Data excerpts:
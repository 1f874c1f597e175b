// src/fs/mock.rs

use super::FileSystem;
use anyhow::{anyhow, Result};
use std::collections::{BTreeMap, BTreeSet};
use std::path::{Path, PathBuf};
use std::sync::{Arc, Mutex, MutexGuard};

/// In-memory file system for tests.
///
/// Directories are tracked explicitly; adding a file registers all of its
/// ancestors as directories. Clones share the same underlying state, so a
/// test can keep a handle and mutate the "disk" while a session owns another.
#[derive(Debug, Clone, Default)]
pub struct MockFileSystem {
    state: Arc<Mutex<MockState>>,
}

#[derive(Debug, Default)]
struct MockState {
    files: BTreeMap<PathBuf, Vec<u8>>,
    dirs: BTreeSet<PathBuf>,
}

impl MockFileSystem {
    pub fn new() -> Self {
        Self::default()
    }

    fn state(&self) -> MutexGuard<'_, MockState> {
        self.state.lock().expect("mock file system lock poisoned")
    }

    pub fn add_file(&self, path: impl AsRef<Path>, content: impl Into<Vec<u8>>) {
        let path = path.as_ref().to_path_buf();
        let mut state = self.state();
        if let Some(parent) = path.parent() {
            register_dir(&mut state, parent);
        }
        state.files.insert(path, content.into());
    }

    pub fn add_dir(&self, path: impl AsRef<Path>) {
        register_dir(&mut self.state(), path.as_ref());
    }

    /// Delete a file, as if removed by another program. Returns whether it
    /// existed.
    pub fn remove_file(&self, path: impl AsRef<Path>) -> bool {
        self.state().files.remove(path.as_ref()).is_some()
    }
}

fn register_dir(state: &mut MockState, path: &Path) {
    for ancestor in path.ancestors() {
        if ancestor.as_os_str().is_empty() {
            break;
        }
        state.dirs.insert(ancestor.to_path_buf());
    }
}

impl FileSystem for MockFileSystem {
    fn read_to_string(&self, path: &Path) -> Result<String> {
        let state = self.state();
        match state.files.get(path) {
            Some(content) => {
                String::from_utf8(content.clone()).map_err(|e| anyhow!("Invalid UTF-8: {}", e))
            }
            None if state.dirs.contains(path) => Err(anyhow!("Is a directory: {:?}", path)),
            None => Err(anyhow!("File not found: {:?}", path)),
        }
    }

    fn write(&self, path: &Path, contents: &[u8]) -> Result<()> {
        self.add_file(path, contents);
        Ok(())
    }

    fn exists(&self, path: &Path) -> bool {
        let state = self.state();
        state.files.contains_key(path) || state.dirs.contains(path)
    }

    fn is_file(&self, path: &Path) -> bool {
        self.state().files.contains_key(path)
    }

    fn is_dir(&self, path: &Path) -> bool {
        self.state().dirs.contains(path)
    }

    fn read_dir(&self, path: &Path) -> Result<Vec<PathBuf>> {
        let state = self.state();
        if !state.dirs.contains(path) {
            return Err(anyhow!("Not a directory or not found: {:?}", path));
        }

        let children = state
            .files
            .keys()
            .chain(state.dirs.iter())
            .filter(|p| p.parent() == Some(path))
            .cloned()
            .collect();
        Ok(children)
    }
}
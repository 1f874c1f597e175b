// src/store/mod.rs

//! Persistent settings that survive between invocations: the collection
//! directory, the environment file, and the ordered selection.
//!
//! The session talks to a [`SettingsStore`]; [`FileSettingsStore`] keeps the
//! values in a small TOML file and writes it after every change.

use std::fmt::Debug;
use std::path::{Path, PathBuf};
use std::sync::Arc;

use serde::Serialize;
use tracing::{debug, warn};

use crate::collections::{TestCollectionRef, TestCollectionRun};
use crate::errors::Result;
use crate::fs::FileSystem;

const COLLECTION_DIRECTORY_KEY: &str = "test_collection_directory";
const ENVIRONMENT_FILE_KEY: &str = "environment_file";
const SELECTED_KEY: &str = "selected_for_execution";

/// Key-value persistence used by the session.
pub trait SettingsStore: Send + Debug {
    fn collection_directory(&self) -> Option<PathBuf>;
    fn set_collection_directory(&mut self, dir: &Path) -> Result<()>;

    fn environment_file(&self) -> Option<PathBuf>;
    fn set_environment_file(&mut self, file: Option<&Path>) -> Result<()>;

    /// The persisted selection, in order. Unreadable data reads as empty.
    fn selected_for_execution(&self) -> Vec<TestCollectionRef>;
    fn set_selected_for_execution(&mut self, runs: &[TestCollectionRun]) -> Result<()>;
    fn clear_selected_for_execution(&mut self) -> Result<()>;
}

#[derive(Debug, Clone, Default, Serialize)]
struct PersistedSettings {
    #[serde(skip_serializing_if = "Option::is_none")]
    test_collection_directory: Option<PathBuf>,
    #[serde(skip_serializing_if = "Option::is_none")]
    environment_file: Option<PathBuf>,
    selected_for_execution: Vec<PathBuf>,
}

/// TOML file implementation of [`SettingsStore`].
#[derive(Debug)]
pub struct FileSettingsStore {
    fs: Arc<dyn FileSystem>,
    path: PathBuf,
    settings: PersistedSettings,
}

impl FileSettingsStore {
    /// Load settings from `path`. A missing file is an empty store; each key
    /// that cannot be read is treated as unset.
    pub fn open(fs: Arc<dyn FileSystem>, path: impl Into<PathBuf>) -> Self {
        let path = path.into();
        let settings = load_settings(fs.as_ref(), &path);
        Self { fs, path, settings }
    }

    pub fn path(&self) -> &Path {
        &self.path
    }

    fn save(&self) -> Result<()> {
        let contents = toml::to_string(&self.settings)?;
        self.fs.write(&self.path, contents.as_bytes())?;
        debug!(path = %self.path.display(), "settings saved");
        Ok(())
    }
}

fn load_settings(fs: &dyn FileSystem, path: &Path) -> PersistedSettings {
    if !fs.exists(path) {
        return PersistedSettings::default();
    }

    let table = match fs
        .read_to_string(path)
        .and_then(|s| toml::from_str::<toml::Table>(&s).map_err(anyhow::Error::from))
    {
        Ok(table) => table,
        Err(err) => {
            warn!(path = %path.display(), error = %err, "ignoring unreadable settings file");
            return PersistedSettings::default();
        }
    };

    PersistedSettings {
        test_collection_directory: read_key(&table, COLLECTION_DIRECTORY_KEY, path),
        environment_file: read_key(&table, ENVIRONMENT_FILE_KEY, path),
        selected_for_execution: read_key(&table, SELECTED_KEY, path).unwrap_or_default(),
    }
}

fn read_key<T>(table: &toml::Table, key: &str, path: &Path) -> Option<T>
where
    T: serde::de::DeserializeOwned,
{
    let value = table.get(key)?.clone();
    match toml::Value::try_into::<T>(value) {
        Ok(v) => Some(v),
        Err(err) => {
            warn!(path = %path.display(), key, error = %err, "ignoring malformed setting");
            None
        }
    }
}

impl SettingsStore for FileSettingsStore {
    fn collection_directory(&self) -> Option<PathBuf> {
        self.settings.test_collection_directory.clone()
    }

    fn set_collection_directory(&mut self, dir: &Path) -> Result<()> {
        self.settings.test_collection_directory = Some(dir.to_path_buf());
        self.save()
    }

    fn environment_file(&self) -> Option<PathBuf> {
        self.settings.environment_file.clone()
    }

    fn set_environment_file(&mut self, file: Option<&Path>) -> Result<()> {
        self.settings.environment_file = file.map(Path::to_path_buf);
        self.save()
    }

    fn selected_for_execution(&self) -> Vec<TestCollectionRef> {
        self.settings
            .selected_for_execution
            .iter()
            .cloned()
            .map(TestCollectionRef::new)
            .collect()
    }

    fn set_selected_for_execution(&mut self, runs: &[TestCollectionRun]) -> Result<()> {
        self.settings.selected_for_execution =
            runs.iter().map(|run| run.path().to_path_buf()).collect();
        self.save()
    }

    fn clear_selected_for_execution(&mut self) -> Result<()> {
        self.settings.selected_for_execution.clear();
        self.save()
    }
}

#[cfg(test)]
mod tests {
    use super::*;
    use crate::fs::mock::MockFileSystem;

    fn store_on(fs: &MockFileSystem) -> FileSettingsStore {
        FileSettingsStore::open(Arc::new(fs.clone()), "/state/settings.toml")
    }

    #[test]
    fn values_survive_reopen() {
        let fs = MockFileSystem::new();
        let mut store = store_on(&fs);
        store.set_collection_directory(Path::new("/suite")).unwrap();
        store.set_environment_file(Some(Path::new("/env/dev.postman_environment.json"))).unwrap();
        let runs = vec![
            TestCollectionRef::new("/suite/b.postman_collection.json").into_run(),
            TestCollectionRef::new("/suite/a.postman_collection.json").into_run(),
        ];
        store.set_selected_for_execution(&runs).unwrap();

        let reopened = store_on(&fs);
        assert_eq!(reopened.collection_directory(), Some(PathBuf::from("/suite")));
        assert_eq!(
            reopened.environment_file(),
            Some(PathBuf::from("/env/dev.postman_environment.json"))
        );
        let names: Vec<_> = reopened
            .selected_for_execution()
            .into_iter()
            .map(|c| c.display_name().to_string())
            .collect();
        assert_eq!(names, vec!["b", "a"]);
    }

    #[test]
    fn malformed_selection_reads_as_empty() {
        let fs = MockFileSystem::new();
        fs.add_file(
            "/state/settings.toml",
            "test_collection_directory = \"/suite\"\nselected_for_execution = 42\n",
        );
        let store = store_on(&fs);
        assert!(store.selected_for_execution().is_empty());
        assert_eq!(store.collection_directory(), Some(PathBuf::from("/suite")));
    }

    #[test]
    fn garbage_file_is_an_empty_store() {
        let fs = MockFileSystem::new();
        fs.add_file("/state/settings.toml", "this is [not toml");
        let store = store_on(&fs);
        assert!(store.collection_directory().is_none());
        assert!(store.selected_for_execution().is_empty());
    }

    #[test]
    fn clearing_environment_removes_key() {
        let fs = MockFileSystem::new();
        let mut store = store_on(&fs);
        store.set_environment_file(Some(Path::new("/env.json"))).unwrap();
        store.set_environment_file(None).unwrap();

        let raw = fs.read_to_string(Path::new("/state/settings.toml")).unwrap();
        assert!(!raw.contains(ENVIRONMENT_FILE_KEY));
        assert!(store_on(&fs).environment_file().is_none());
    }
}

...

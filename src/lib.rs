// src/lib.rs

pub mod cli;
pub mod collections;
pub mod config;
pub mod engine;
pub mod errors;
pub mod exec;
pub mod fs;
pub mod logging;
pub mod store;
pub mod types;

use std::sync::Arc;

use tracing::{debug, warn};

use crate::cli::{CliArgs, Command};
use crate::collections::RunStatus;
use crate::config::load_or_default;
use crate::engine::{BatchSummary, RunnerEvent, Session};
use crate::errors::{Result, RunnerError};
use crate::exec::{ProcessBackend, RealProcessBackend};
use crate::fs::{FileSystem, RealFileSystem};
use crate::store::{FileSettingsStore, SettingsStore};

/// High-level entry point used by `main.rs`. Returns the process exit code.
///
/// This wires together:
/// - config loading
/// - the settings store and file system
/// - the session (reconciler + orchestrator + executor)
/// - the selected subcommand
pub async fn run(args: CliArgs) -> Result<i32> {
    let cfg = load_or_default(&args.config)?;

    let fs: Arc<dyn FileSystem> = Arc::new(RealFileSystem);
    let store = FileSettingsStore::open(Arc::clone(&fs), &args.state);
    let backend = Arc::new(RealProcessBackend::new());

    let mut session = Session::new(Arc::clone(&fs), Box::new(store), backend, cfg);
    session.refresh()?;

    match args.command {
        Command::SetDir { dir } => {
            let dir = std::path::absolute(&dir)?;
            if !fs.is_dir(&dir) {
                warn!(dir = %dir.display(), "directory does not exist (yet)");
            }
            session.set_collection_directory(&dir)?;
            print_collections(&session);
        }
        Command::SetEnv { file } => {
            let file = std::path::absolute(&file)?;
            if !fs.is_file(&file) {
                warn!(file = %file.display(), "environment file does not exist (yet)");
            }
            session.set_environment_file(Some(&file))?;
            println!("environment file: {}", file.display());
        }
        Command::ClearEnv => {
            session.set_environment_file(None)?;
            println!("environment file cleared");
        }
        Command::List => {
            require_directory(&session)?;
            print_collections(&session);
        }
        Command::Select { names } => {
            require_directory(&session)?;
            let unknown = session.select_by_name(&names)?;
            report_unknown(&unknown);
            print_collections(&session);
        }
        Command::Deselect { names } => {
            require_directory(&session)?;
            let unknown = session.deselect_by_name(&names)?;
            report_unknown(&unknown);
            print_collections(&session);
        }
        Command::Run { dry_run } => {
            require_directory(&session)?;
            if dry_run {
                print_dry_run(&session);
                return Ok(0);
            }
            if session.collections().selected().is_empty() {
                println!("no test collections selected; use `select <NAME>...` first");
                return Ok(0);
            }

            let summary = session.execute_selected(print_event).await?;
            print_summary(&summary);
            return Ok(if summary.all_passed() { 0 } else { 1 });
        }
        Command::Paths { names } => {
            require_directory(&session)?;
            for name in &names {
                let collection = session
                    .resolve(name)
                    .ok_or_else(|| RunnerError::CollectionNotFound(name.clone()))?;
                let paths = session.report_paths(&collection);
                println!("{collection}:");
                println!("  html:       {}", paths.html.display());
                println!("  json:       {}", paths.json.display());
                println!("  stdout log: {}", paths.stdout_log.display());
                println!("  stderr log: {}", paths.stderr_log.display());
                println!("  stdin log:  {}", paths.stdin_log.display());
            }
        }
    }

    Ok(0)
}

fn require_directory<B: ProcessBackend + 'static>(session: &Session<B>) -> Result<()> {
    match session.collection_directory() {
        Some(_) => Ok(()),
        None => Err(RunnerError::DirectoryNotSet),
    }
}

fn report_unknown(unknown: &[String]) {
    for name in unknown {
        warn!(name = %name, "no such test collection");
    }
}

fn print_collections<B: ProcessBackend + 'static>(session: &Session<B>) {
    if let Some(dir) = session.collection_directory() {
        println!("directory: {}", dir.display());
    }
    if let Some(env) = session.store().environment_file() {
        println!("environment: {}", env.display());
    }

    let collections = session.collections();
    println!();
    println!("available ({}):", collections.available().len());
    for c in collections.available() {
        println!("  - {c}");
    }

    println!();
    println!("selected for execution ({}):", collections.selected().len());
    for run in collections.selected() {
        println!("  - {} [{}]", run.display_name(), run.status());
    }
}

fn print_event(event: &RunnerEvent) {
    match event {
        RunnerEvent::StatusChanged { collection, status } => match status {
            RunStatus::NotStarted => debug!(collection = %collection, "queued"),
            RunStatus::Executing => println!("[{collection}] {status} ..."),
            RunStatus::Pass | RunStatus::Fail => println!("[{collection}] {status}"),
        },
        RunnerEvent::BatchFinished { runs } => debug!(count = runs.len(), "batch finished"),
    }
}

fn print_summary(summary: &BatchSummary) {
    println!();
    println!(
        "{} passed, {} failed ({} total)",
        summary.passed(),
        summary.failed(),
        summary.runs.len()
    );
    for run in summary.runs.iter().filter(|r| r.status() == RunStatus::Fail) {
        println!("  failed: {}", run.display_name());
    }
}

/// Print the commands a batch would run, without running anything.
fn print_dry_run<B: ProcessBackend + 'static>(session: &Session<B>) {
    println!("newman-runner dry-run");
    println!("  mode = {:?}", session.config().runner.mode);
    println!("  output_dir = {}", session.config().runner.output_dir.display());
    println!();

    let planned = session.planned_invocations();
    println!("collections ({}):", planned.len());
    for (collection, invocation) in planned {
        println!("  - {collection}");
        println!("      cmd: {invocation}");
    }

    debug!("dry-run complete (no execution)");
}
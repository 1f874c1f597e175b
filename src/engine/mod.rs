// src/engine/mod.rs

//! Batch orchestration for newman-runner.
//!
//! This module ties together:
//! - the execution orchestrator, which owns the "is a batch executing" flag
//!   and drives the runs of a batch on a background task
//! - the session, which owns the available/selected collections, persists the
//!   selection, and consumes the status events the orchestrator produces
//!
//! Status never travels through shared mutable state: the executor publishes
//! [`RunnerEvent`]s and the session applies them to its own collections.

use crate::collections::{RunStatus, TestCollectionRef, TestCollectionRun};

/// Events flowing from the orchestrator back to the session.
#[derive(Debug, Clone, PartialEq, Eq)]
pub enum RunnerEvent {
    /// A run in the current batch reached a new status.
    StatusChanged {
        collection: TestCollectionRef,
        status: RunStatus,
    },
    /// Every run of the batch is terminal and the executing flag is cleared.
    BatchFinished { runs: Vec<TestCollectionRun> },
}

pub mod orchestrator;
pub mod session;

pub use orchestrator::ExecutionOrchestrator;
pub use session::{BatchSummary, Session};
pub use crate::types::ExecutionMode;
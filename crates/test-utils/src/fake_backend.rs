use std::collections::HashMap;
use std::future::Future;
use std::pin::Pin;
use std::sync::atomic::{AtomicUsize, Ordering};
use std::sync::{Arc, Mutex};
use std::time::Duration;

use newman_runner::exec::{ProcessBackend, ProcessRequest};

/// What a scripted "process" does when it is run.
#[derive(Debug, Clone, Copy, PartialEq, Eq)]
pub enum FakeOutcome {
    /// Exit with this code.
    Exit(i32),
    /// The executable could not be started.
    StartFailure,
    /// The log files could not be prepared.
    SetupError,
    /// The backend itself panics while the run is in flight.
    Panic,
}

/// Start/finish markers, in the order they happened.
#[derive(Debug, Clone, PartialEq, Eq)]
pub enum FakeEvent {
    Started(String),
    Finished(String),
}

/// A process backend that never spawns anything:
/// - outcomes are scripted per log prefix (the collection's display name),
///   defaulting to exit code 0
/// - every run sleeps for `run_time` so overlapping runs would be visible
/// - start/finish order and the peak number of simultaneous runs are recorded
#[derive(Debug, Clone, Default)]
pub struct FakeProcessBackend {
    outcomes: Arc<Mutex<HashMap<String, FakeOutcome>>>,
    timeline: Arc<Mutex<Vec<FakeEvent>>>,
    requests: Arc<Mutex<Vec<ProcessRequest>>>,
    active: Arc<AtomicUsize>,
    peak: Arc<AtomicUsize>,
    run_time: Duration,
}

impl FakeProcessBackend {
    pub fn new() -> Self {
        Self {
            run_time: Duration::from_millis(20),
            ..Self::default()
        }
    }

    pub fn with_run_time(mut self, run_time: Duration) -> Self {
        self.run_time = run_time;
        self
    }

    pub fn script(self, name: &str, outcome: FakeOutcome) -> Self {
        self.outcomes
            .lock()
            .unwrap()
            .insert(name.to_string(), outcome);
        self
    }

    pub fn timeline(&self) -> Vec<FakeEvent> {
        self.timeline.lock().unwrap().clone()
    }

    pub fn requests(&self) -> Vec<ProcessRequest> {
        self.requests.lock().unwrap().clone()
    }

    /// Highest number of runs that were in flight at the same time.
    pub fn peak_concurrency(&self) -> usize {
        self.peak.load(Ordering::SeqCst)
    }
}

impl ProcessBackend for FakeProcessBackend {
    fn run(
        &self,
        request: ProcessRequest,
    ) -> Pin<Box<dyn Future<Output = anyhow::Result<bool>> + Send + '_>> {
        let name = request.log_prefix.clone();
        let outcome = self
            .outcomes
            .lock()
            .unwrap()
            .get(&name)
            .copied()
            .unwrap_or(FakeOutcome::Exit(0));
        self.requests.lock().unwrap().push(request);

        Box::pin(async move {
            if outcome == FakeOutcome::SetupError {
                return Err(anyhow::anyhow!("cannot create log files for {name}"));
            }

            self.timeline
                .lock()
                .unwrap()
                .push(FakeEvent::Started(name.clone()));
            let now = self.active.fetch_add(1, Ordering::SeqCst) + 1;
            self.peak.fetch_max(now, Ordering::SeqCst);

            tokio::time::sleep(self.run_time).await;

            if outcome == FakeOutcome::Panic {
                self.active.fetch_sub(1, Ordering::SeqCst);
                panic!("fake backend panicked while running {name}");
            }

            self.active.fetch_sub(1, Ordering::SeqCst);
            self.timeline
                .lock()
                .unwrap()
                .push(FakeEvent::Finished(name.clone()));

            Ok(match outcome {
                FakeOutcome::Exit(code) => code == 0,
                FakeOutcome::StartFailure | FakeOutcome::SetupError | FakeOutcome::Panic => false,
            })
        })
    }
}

==

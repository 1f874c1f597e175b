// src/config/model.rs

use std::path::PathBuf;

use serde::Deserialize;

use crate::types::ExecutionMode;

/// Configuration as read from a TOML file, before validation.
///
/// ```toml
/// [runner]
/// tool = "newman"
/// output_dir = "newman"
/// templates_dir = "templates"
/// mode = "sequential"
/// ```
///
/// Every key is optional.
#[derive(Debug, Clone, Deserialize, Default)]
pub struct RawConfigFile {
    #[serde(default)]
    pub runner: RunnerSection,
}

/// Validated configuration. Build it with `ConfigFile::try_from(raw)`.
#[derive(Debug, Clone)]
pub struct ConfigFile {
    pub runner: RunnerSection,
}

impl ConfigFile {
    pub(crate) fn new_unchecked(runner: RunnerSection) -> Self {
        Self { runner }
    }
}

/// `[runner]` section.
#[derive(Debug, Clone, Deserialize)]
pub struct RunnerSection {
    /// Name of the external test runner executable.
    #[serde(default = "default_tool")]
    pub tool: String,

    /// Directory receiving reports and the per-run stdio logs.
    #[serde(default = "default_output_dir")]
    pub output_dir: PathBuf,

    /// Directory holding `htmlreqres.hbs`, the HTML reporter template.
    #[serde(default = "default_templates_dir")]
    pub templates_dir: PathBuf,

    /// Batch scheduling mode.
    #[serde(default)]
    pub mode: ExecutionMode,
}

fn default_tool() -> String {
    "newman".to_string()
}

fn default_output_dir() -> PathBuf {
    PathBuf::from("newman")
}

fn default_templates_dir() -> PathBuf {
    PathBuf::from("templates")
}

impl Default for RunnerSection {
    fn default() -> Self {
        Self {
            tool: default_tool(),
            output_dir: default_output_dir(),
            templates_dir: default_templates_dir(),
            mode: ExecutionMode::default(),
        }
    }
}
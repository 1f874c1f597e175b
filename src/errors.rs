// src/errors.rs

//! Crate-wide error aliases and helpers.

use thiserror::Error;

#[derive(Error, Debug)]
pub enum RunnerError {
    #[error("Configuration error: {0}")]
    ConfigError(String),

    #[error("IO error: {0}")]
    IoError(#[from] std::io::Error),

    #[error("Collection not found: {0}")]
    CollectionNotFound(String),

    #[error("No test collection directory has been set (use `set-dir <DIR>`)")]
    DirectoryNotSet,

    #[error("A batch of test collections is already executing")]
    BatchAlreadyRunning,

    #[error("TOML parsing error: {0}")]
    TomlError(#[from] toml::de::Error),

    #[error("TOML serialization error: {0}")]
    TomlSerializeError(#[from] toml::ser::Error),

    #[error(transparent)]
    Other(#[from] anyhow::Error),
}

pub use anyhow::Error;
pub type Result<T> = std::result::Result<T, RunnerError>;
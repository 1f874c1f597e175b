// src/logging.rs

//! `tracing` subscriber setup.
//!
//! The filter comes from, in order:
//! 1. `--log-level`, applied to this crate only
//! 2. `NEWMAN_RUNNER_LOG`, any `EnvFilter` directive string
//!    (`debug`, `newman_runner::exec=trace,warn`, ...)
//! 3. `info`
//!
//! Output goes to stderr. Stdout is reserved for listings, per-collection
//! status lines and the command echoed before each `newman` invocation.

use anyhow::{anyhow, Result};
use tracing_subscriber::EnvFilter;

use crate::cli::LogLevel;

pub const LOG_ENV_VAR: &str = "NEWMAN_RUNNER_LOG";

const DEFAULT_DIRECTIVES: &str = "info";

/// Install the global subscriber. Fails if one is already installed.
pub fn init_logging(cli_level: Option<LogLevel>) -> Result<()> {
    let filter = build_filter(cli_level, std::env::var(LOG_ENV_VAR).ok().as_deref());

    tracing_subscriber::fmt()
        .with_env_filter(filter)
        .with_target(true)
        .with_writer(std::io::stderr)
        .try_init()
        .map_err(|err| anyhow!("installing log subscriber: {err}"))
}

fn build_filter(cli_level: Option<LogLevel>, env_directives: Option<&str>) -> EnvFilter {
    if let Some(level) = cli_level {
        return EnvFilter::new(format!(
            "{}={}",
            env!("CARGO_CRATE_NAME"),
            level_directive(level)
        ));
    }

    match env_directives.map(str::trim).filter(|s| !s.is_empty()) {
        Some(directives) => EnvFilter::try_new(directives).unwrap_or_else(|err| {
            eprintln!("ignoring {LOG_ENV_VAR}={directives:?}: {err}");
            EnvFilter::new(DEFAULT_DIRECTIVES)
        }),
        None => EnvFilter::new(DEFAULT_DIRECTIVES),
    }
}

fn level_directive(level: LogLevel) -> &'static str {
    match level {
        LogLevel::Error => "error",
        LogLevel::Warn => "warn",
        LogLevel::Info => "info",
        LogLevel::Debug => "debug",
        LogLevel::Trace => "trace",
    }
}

What the task requires:
Return, with no change at all, every line in the entries above from the line containing "pub use crate::types::ExecutionMode;" through the line containing "would be visible".

Answer below:
pub use crate::types::ExecutionMode;
filename crates/test-utils/src/fake_backend.rs
use std::collections::HashMap;
use std::future::Future;
use std::pin::Pin;
use std::sync::atomic::{AtomicUsize, Ordering};
use std::sync::{Arc, Mutex};
use std::time::Duration;

use newman_runner::exec::{ProcessBackend, ProcessRequest};

/// What a scripted "process" does when it is run.
#[derive(Debug, Clone, Copy, PartialEq, Eq)]
pub enum FakeOutcome {
    /// Exit with this code.
    Exit(i32),
    /// The executable could not be started.
    StartFailure,
    /// The log files could not be prepared.
    SetupError,
    /// The backend itself panics while the run is in flight.
    Panic,
}

/// Start/finish markers, in the order they happened.
#[derive(Debug, Clone, PartialEq, Eq)]
pub enum FakeEvent {
    Started(String),
    Finished(String),
}

/// A process backend that never spawns anything:
/// - outcomes are scripted per log prefix (the collection's display name),
///   defaulting to exit code 0
/// - every run sleeps for `run_time` so overlapping runs would be visible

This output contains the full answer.